Exercise prompt> When you find the line with "let (result, _state, _pending)" among the records below, reproduce it and each line after it exactly, ending with the line with "pub fn stop(&self)".

Material for this task>
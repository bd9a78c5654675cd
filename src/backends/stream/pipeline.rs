// SPDX-License-Identifier: GPL-3.0-only

//! GStreamer pipeline for the outbound depth stream
//!
//! ```text
//! appsrc (RGBA) -> videoconvert -> sink
//! ```
//!
//! The default sink is `pipewiresink` in provide mode, which publishes the
//! stream as a PipeWire video source named after the sender. Any other
//! GStreamer bin description can replace it.

use super::super::{BackendError, BackendResult, FrameSink};
use crate::config::SenderSettings;
use crate::constants::SINK_START_TIMEOUT;
use crate::pipeline::OutboundFrame;
use gstreamer::prelude::*;
use gstreamer_app::AppSrc;
use gstreamer_video::{VideoFormat, VideoInfo};
use tracing::{debug, error, info, warn};

/// Outbound stream backed by a GStreamer pipeline
pub struct StreamSink {
    pipeline: gstreamer::Pipeline,
    appsrc: AppSrc,
    width: u32,
    height: u32,
    frames_pushed: u64,
    failed: bool,
}

impl StreamSink {
    /// Build the pipeline for `sender`; call [`start`](Self::start) before use
    pub fn new(sender: &SenderSettings) -> BackendResult<Self> {
        let (width, height) = (sender.width, sender.height);
        info!(width, height, name = %sender.name, "Creating stream pipeline (RGBA)");

        gstreamer::init().map_err(|e| {
            BackendError::InitializationFailed(format!("GStreamer init failed: {}", e))
        })?;

        let pipeline = gstreamer::Pipeline::with_name(&sender.name);

        let appsrc = gstreamer::ElementFactory::make("appsrc")
            .name("depth_src")
            .build()
            .map_err(|e| {
                BackendError::InitializationFailed(format!("Failed to create appsrc: {}", e))
            })?
            .downcast::<AppSrc>()
            .map_err(|_| {
                BackendError::InitializationFailed("Failed to downcast to AppSrc".into())
            })?;

        let videoconvert = gstreamer::ElementFactory::make("videoconvert")
            .name("depth_convert")
            .build()
            .map_err(|e| {
                BackendError::InitializationFailed(format!("Failed to create videoconvert: {}", e))
            })?;

        let sink = match &sender.sink {
            Some(description) => custom_sink(description)?,
            None => pipewire_sink(&sender.name)?,
        };

        let video_info = VideoInfo::builder(VideoFormat::Rgba, width, height)
            .fps(gstreamer::Fraction::new(sender.frame_rate.max(1) as i32, 1))
            .build()
            .map_err(|e| {
                BackendError::FormatNotSupported(format!("Invalid stream format: {}", e))
            })?;
        let caps = video_info.to_caps().map_err(|e| {
            BackendError::FormatNotSupported(format!("Failed to build caps: {}", e))
        })?;

        appsrc.set_caps(Some(&caps));
        appsrc.set_format(gstreamer::Format::Time);
        appsrc.set_is_live(true);
        appsrc.set_do_timestamp(true);

        pipeline
            .add_many([appsrc.upcast_ref(), &videoconvert, &sink])
            .map_err(|e| {
                BackendError::InitializationFailed(format!("Failed to add elements: {}", e))
            })?;

        gstreamer::Element::link_many([appsrc.upcast_ref(), &videoconvert, &sink]).map_err(
            |e| BackendError::InitializationFailed(format!("Failed to link elements: {}", e)),
        )?;

        debug!(caps = %caps, "Stream pipeline created");

        Ok(Self {
            pipeline,
            appsrc,
            width,
            height,
            frames_pushed: 0,
            failed: false,
        })
    }

    pub fn start(&self) -> BackendResult<()> {
        debug!("Starting stream pipeline");

        self.pipeline
            .set_state(gstreamer::State::Playing)
            .map_err(|e| {
                BackendError::InitializationFailed(format!("Failed to start pipeline: {}", e))
            })?;

        let timeout = gstreamer::ClockTime::from_mseconds(SINK_START_TIMEOUT.as_millis() as u64);
        let (result, _state, _pending) = self.pipeline.state(timeout);
        if result.is_err() {
            return Err(BackendError::InitializationFailed(
                "Pipeline failed to reach Playing state".into(),
            ));
        }

        info!("Stream pipeline started");
        Ok(())
    }

    pub fn stop(&self) -> BackendResult<()> {
        debug!("Stopping stream pipeline");

        self.appsrc
            .end_of_stream()
            .map_err(|e| BackendError::Other(format!("Failed to send EOS: {}", e)))?;

        self.pipeline
            .set_state(gstreamer::State::Null)
            .map_err(|e| BackendError::Other(format!("Failed to stop pipeline: {}", e)))?;

        info!(frames = self.frames_pushed, "Stream pipeline stopped");
        Ok(())
    }

    /// Push one RGBA frame
    pub fn push_frame(&mut self, frame: &OutboundFrame) -> BackendResult<()> {
        if frame.width() != self.width || frame.height() != self.height {
            return Err(BackendError::FormatNotSupported(format!(
                "Frame size {}x{} doesn't match pipeline {}x{}",
                frame.width(),
                frame.height(),
                self.width,
                self.height
            )));
        }

        let buffer = gstreamer::Buffer::from_slice(frame.as_bytes().to_vec());
        self.appsrc
            .push_buffer(buffer)
            .map_err(|e| BackendError::Other(format!("Failed to push frame: {:?}", e)))?;

        self.frames_pushed += 1;
        if self.frames_pushed % 300 == 0 {
            debug!(frames = self.frames_pushed, "Stream frames pushed");
        }
        Ok(())
    }

    /// Log any error or EOS posted on the pipeline bus since the last call
    fn drain_bus(&mut self) {
        let Some(bus) = self.pipeline.bus() else {
            return;
        };
        while let Some(msg) = bus.pop_filtered(&[
            gstreamer::MessageType::Error,
            gstreamer::MessageType::Warning,
            gstreamer::MessageType::Eos,
        ]) {
            match msg.view() {
                gstreamer::MessageView::Error(err) => {
                    error!(
                        source = ?err.src().map(|s| s.path_string()),
                        error = %err.error(),
                        debug = ?err.debug(),
                        "Stream pipeline error"
                    );
                    self.failed = true;
                }
                gstreamer::MessageView::Warning(w) => {
                    warn!(error = %w.error(), "Stream pipeline warning");
                }
                gstreamer::MessageView::Eos(_) => {
                    debug!("Stream pipeline reached EOS");
                }
                _ => {}
            }
        }
    }
}

impl FrameSink for StreamSink {
    fn send_frame(&mut self, frame: &OutboundFrame) {
        self.drain_bus();
        if self.failed {
            return;
        }
        if let Err(e) = self.push_frame(frame) {
            warn!(error = %e, "Dropping outbound frame");
        }
    }
}

impl Drop for StreamSink {
    fn drop(&mut self) {
        debug!("Dropping stream pipeline");
        if let Err(e) = self.stop() {
            debug!(error = %e, "Stream pipeline did not stop cleanly");
            if let Err(e) = self.pipeline.set_state(gstreamer::State::Null) {
                error!(?e, "Failed to set pipeline to Null on drop");
            }
        }
    }
}

fn pipewire_sink(node_name: &str) -> BackendResult<gstreamer::Element> {
    let sink = gstreamer::ElementFactory::make("pipewiresink")
        .name("depth_sink")
        .build()
        .map_err(|e| {
            BackendError::NotAvailable(format!("Failed to create pipewiresink: {}", e))
        })?;

    // Provide mode publishes a source node other applications can consume
    sink.set_property_from_str("mode", "provide");
    let stream_props = gstreamer::Structure::builder("props")
        .field("media.class", "Video/Source")
        .field("node.name", node_name)
        .field("node.description", node_name)
        .build();
    sink.set_property("stream-properties", &stream_props);

    Ok(sink)
}

fn custom_sink(description: &str) -> BackendResult<gstreamer::Element> {
    debug!(description, "Using custom stream sink");
    let bin = gstreamer::parse::bin_from_description(description, true).map_err(|e| {
        BackendError::InitializationFailed(format!("Invalid sink description: {}", e))
    })?;
    Ok(bin.upcast())
}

Output of the task>
        let (result, _state, _pending) = self.pipeline.state(timeout);
        if result.is_err() {
            return Err(BackendError::InitializationFailed(
                "Pipeline failed to reach Playing state".into(),
            ));
        }

        info!("Stream pipeline started");
        Ok(())
    }

    pub fn stop(&self) -> BackendResult<()> {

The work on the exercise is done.